In this presentation, we will discuss machine learning and analytics with extremely-imbalanced data and investigate the applicability of these methodologies in the design of recommender systems that support information systems.
Cloud Service Management for Manufacturing
Bio
Lin Zhang is a professor of Beihang University, China. He received the B.S. degree in 1986 from Nankai University, China, the M.S. and the Ph.D. degree in 1989 and 1992 from Tsinghua University, China. His research interests include service oriented modeling and simulation, cloud manufacturing, model engineering for simulation, agent based control and simulation.
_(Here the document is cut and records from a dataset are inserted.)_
use crate::context::AnalysisContext;
use chan_core::common::TimeFrame;
use chan_core::config::ChanConfig;
use chan_core::market::entity::Bar;
use chan_core::structure::entity::{MergedCandle, Segment, Signal, Stroke, Zone, ZoneLevel};
use chan_core::structure::error::{AnalysisError, ConfigError};
use chan_core::structure::port::Swing;
use chrono::{DateTime, Utc};

/// # Summary
/// 子级别在某个时间窗口 `[begin, end)` 内的只读结构视图。
///
/// # Invariants
/// - 各序列只包含完全落在窗口内的结构，且保持原有顺序与下标。
#[derive(Debug, Clone, Copy)]
pub struct LevelView<'a> {
    pub timeframe: TimeFrame,
    pub begin: DateTime<Utc>,
    pub end: DateTime<Utc>,
    pub merged: &'a [MergedCandle],
    pub strokes: &'a [Stroke],
    pub segments: &'a [Segment],
    pub zones: &'a [Zone],
    pub signals: &'a [Signal],
}

/// 按时间截取有序序列：起点不早于 `begin`、终点早于 `end` 的连续片段。
fn within<'a, T>(
    items: &'a [T],
    begin: DateTime<Utc>,
    end: DateTime<Utc>,
    first: impl Fn(&T) -> DateTime<Utc>,
    last: impl Fn(&T) -> DateTime<Utc>,
) -> &'a [T] {
    let lo = items.partition_point(|x| first(x) < begin);
    let hi = items.partition_point(|x| last(x) < end);
    items.get(lo..hi.max(lo)).unwrap_or_default()
}

/// # Summary
/// 多级别分析上下文：每个级别独立维护，级别之间只通过时间区间关联 (区间套)。
///
/// # Invariants
/// - 级别由粗到细排列且互不重复。
/// - 父级别的一段波动只以时间窗口引用子级别，不持有子级别结构。
#[derive(Debug, Clone)]
pub struct MultiLevelContext {
    levels: Vec<AnalysisContext>,
}

impl MultiLevelContext {
    /// # Summary
    /// 以同一份配置为每个级别创建上下文。
    ///
    /// # Arguments
    /// * `timeframes`: 参与分析的级别，顺序任意，重复项被忽略。
    pub fn new(config: &ChanConfig, timeframes: &[TimeFrame]) -> Result<Self, AnalysisError> {
        let mut ordered = timeframes.to_vec();
        ordered.sort_unstable_by(|a, b| b.cmp(a));
        ordered.dedup();
        if ordered.is_empty() {
            return Err(ConfigError::InvalidValue {
                key: "timeframes".to_string(),
                value: "[]".to_string(),
            }
            .into());
        }
        let levels = ordered
            .into_iter()
            .map(|tf| AnalysisContext::with_timeframe(config.clone(), tf))
            .collect::<Result<Vec<_>, _>>()?;
        Ok(Self { levels })
    }

    /// 由粗到细的级别列表。
    pub fn timeframes(&self) -> Vec<TimeFrame> {
        self.levels.iter().filter_map(AnalysisContext::timeframe).collect()
    }

    fn position(&self, timeframe: TimeFrame) -> Result<usize, AnalysisError> {
        self.levels
            .iter()
            .position(|c| c.timeframe() == Some(timeframe))
            .ok_or(AnalysisError::UnknownTimeFrame(timeframe))
    }

    pub fn level(&self, timeframe: TimeFrame) -> Result<&AnalysisContext, AnalysisError> {
        let pos = self.position(timeframe)?;
        self.levels
            .get(pos)
            .ok_or(AnalysisError::UnknownTimeFrame(timeframe))
    }

    /// 向指定级别喂入一根 K 线，各级别互不影响。
    pub fn feed(&mut self, timeframe: TimeFrame, bar: Bar) -> Result<bool, AnalysisError> {
        let pos = self.position(timeframe)?;
        match self.levels.get_mut(pos) {
            Some(ctx) => ctx.feed(bar),
            None => Err(AnalysisError::UnknownTimeFrame(timeframe)),
        }
    }

    /// 紧邻的更细一级。
    pub fn child_of(&self, timeframe: TimeFrame) -> Option<TimeFrame> {
        let pos = self.position(timeframe).ok()?;
        self.levels.get(pos + 1).and_then(AnalysisContext::timeframe)
    }

    fn child_window<S: Swing>(
        &self,
        parent: TimeFrame,
        swing: &S,
    ) -> Result<LevelView<'_>, AnalysisError> {
        let pos = self.position(parent)?;
        let child = self.levels.get(pos + 1).ok_or(AnalysisError::IndexOutOfRange {
            what: "child level",
            index: pos + 1,
        })?;
        let timeframe = child.timeframe().ok_or(AnalysisError::UnknownTimeFrame(parent))?;
        // 父级别 K 线的时间戳是其周期的起点，终点那根 K 线覆盖到下一个周期之前
        let (begin, end) = (swing.begin_time(), swing.end_time() + parent.duration());
        Ok(LevelView {
            timeframe,
            begin,
            end,
            merged: within(child.merged(), begin, end, |c| c.begin_time, |c| c.end_time),
            strokes: within(child.strokes(), begin, end, |s| s.begin_time, |s| s.end_time),
            segments: within(child.segments(), begin, end, |s| s.begin_time, |s| s.end_time),
            zones: within(child.zones(), begin, end, |z| z.begin_time, |z| z.end_time),
            signals: within(child.signals(), begin, end, |s| s.time, |s| s.time),
        })
    }

    /// # Summary
    /// 父级别一笔所覆盖时间窗口内的子级别结构。
    ///
    /// # Returns
    /// 父级别不存在、已是最细级别或笔下标越界时返回错误。
    pub fn child_view(
        &self,
        parent: TimeFrame,
        stroke_idx: usize,
    ) -> Result<LevelView<'_>, AnalysisError> {
        let stroke = self
            .level(parent)?
            .strokes()
            .get(stroke_idx)
            .ok_or(AnalysisError::IndexOutOfRange {
                what: "stroke",
                index: stroke_idx,
            })?;
        self.child_window(parent, stroke)
    }

    /// # Summary
    /// 区间套：在父级别信号所在波动的时间窗口内，寻找子级别的同向信号。
    pub fn drill_down(
        &self,
        parent: TimeFrame,
        signal: &Signal,
    ) -> Result<Vec<&Signal>, AnalysisError> {
        let ctx = self.level(parent)?;
        let out_of_range = AnalysisError::IndexOutOfRange {
            what: "signal swing",
            index: signal.swing,
        };
        let view = match signal.level {
            ZoneLevel::Stroke => {
                let swing = ctx.strokes().get(signal.swing).ok_or(out_of_range)?;
                self.child_window(parent, swing)?
            }
            ZoneLevel::Segment => {
                let swing = ctx.segments().get(signal.swing).ok_or(out_of_range)?;
                self.child_window(parent, swing)?
            }
        };
        Ok(view.signals.iter().filter(|s| s.is_buy == signal.is_buy).collect())
    }
}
Currently, he serves as the Past President of the Society for Modeling & Simulation International (SCS), a Fellow of SCS and ASIASIM, the executive vice president of China Simulation Federation (CSF), a chief scientist of the 863 key projects, and associate Editor-in-Chief and associate editors of 6 peer-reviewed international journals. He authored and co-authored more than 200 papers, 10 books and chapters. He received the National Award for Excellent Science and Technology Books in 1999, the Outstanding Individual Award of China High-Tech R&D Program (863), 2001, the National Excellent Scientific and Technological Workers Awards in 2014.
Abstract
Service management is one of the most important tasks on a cloud. For the cloud designed for manufacturing, service management becomes very difficult because of many specific features, such as multi-varieties, heterogeneity, uncertainty, multi-constraints, and many services consist of physical equipment. This lecture will summarize state-of-art of cloud service management for manufacturing, and then discuss key technologies including service creation, service search and matching, service composition and scheduling, service credibility evaluation and service transaction. Some application examples will be presented.